Problem to solve -
Whenever a line below includes the word "struct", copy that line.

Records to process -
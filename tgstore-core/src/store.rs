use std::collections::BTreeMap;
use std::sync::atomic::{AtomicI64, Ordering};

use async_trait::async_trait;
use chrono::Utc;
use parking_lot::RwLock;
use thiserror::Error;

use crate::{FileRecord, NewFileRecord, UnknownBackendClass};

/// Result type for metadata operations
pub type MetadataResult<T> = Result<T, MetadataError>;

/// Errors raised by a metadata store
#[derive(Error, Debug)]
pub enum MetadataError {
    #[error("Database error: {0}")]
    Database(#[from] sqlx::Error),

    #[error("Migration {version} failed: {source}")]
    Migration {
        version: i64,
        #[source]
        source: sqlx::Error,
    },

    #[error("Corrupt record {id}: {reason}")]
    Corrupt { id: i64, reason: String },

    #[error("Serialization error: {0}")]
    Serialization(#[from] serde_json::Error),
}

impl MetadataError {
    pub(crate) fn corrupt(id: i64, err: UnknownBackendClass) -> Self {
        Self::Corrupt {
            id,
            reason: err.to_string(),
        }
    }
}

/// Persistence of file records.
///
/// Implementations assign ids; ids are unique and increase with every create.
#[async_trait]
pub trait MetadataStore: Send + Sync {
    /// Persist a new record and return it with its id and upload time.
    async fn create(&self, record: NewFileRecord) -> MetadataResult<FileRecord>;

    async fn get(&self, id: i64) -> MetadataResult<Option<FileRecord>>;

    /// All records, oldest first.
    async fn list(&self) -> MetadataResult<Vec<FileRecord>>;

    /// Remove a record, returning what was removed.
    async fn delete(&self, id: i64) -> MetadataResult<Option<FileRecord>>;
}

/// In-memory store for tests and throwaway deployments
#[derive(Debug)]
pub struct MemoryMetadataStore {
    records: RwLock<BTreeMap<i64, FileRecord>>,
    next_id: AtomicI64,
}

impl MemoryMetadataStore {
    pub fn new() -> Self {
        Self {
            records: RwLock::new(BTreeMap::new()),
            next_id: AtomicI64::new(1),
        }
    }

    pub fn len(&self) -> usize {
        self.records.read().len()
    }

    pub fn is_empty(&self) -> bool {
        self.records.read().is_empty()
    }
}

impl Default for MemoryMetadataStore {
    fn default() -> Self {
        Self::new()
    }
}

#[async_trait]
impl MetadataStore for MemoryMetadataStore {
    async fn create(&self, record: NewFileRecord) -> MetadataResult<FileRecord> {
        let id = self.next_id.fetch_add(1, Ordering::SeqCst);
        let stored = FileRecord {
            id,
            backend: record.backend,
            data: record.data,
            upload_time: Utc::now(),
        };

        self.records.write().insert(id, stored.clone());
        Ok(stored)
    }

    async fn get(&self, id: i64) -> MetadataResult<Option<FileRecord>> {
        Ok(self.records.read().get(&id).cloned())
    }

    async fn list(&self) -> MetadataResult<Vec<FileRecord>> {
        Ok(self.records.read().values().cloned().collect())
    }

    async fn delete(&self, id: i64) -> MetadataResult<Option<FileRecord>> {
        Ok(self.records.write().remove(&id))
    }
}
use std::sync::Arc;

use tgstore_blob::FileStorage;

use crate::DEFAULT_BODY_LIMIT;

#[derive(Clone)]
pub struct AppState {
    pub storage: Arc<FileStorage>,
    /// Expected `Authorization` header value; `None` disables the check.
    pub api_key: Option<Arc<str>>,
    /// Largest upload body in bytes.
    pub body_limit: u64,
}

impl AppState {
    pub fn new(storage: FileStorage) -> Self {
        Self {
            storage: Arc::new(storage),
            api_key: None,
            body_limit: DEFAULT_BODY_LIMIT,
        }
    }

    pub fn with_api_key(mut self, api_key: impl Into<String>) -> Self {
        let api_key: String = api_key.into();
        self.api_key = if api_key.is_empty() { None } else { Some(api_key.into()) };
        self
    }
}
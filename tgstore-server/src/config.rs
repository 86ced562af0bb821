//! Server settings.

use std::path::PathBuf;

use config::{Config, ConfigError, Environment, File};
use serde::Deserialize;

fn default_bind_addr() -> String {
    "0.0.0.0:8080".to_string()
}

fn default_database_url() -> String {
    "sqlite://tgstore.db".to_string()
}

fn default_janitor_interval_secs() -> u64 {
    5 * 60
}

fn default_janitor_max_age_secs() -> u64 {
    60 * 60
}

/// Settings loaded from config files and the environment.
#[derive(Debug, Deserialize, Clone)]
pub struct Settings {
    /// Expected `Authorization` header value; unset disables the check.
    pub api_key: Option<String>,

    #[serde(default = "default_bind_addr")]
    pub bind_addr: String,

    /// SQLite URL, or `memory` for a process-local store.
    #[serde(default = "default_database_url")]
    pub database_url: String,

    /// Chat every upload is posted to.
    pub telegram_chat_id: Option<i64>,
    /// Chat used to re-read messages on download; defaults to the upload chat.
    pub telegram_temp_chat_id: Option<i64>,

    /// Primary credentials: JSON array or comma/semicolon/whitespace separated.
    #[serde(rename = "bot_tokens")]
    pub bot_tokens_str: Option<String>,
    pub bot_api_url: Option<String>,

    /// Secondary credentials, same format as `bot_tokens`.
    #[serde(rename = "user_tokens")]
    pub user_tokens_str: Option<String>,
    pub user_api_url: Option<String>,
    #[serde(default)]
    pub user_api_local: bool,

    pub primary_max_upload_bytes: Option<u64>,
    pub body_limit_bytes: Option<u64>,

    /// Working directory of a local Bot API server, swept by the janitor.
    pub local_files_dir: Option<PathBuf>,
    #[serde(default = "default_janitor_interval_secs")]
    pub janitor_interval_secs: u64,
    #[serde(default = "default_janitor_max_age_secs")]
    pub janitor_max_age_secs: u64,
}

impl Settings {
    /// Load `config/default`, `config/{RUN_MODE}`, `config/local`, then the
    /// environment (`APP__` prefixed or bare).
    pub fn new() -> Result<Self, ConfigError> {
        let run_mode = std::env::var("RUN_MODE").unwrap_or_else(|_| "development".into());

        Config::builder()
            .add_source(File::with_name("config/default").required(false))
            .add_source(File::with_name(&format!("config/{run_mode}")).required(false))
            .add_source(File::with_name("config/local").required(false))
            .add_source(Environment::with_prefix("APP").separator("__"))
            .add_source(Environment::default().ignore_empty(true))
            .build()?
            .try_deserialize()
    }

    pub fn bot_tokens(&self) -> Vec<String> {
        self.bot_tokens_str.as_deref().map(parse_token_list).unwrap_or_default()
    }

    pub fn user_tokens(&self) -> Vec<String> {
        self.user_tokens_str.as_deref().map(parse_token_list).unwrap_or_default()
    }

    pub fn temp_chat_id(&self) -> Option<i64> {
        self.telegram_temp_chat_id.or(self.telegram_chat_id)
    }
}

/// Parse a credential list given as a JSON array or a separated string.
pub fn parse_token_list(raw: &str) -> Vec<String> {
    let trimmed = raw.trim();
    if trimmed.starts_with('[') {
        if let Ok(tokens) = serde_json::from_str::<Vec<String>>(trimmed) {
            return tokens
                .into_iter()
                .map(|token| token.trim().to_string())
                .filter(|token| !token.is_empty())
                .collect();
        }
    }

    trimmed
        .split(|c: char| c == ',' || c == ';' || c.is_whitespace())
        .filter(|token| !token.is_empty())
        .map(str::to_string)
        .collect()
}

#[cfg(test)]
mod tests {
    use super::*;

    fn settings() -> Settings {
        Settings {
            api_key: None,
            bind_addr: default_bind_addr(),
            database_url: default_database_url(),
            telegram_chat_id: Some(-100),
            telegram_temp_chat_id: None,
            bot_tokens_str: None,
            bot_api_url: None,
            user_tokens_str: None,
            user_api_url: None,
            user_api_local: false,
            primary_max_upload_bytes: None,
            body_limit_bytes: None,
            local_files_dir: None,
            janitor_interval_secs: default_janitor_interval_secs(),
            janitor_max_age_secs: default_janitor_max_age_secs(),
        }
    }

    #[test]
    fn token_list_accepts_json_array() {
        assert_eq!(parse_token_list(r#"["123:abc", "456:def"]"#), vec!["123:abc", "456:def"]);
    }

    #[test]
    fn token_list_accepts_separators() {
        assert_eq!(parse_token_list("1:a,2:b; 3:c\n4:d"), vec!["1:a", "2:b", "3:c", "4:d"]);
        assert!(parse_token_list("  ").is_empty());
    }

    #[test]
    fn temp_chat_defaults_to_upload_chat() {
        let mut s = settings();
        assert_eq!(s.temp_chat_id(), Some(-100));

        s.telegram_temp_chat_id = Some(-200);
        assert_eq!(s.temp_chat_id(), Some(-200));
    }

    #[test]
    fn missing_token_lists_are_empty() {
        let mut s = settings();
        assert!(s.bot_tokens().is_empty());

        s.user_tokens_str = Some("u1 u2".to_string());
        assert_eq!(s.user_tokens().len(), 2);
    }
}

Written solution -
pub struct MemoryMetadataStore {
pub struct AppState {
pub struct Settings {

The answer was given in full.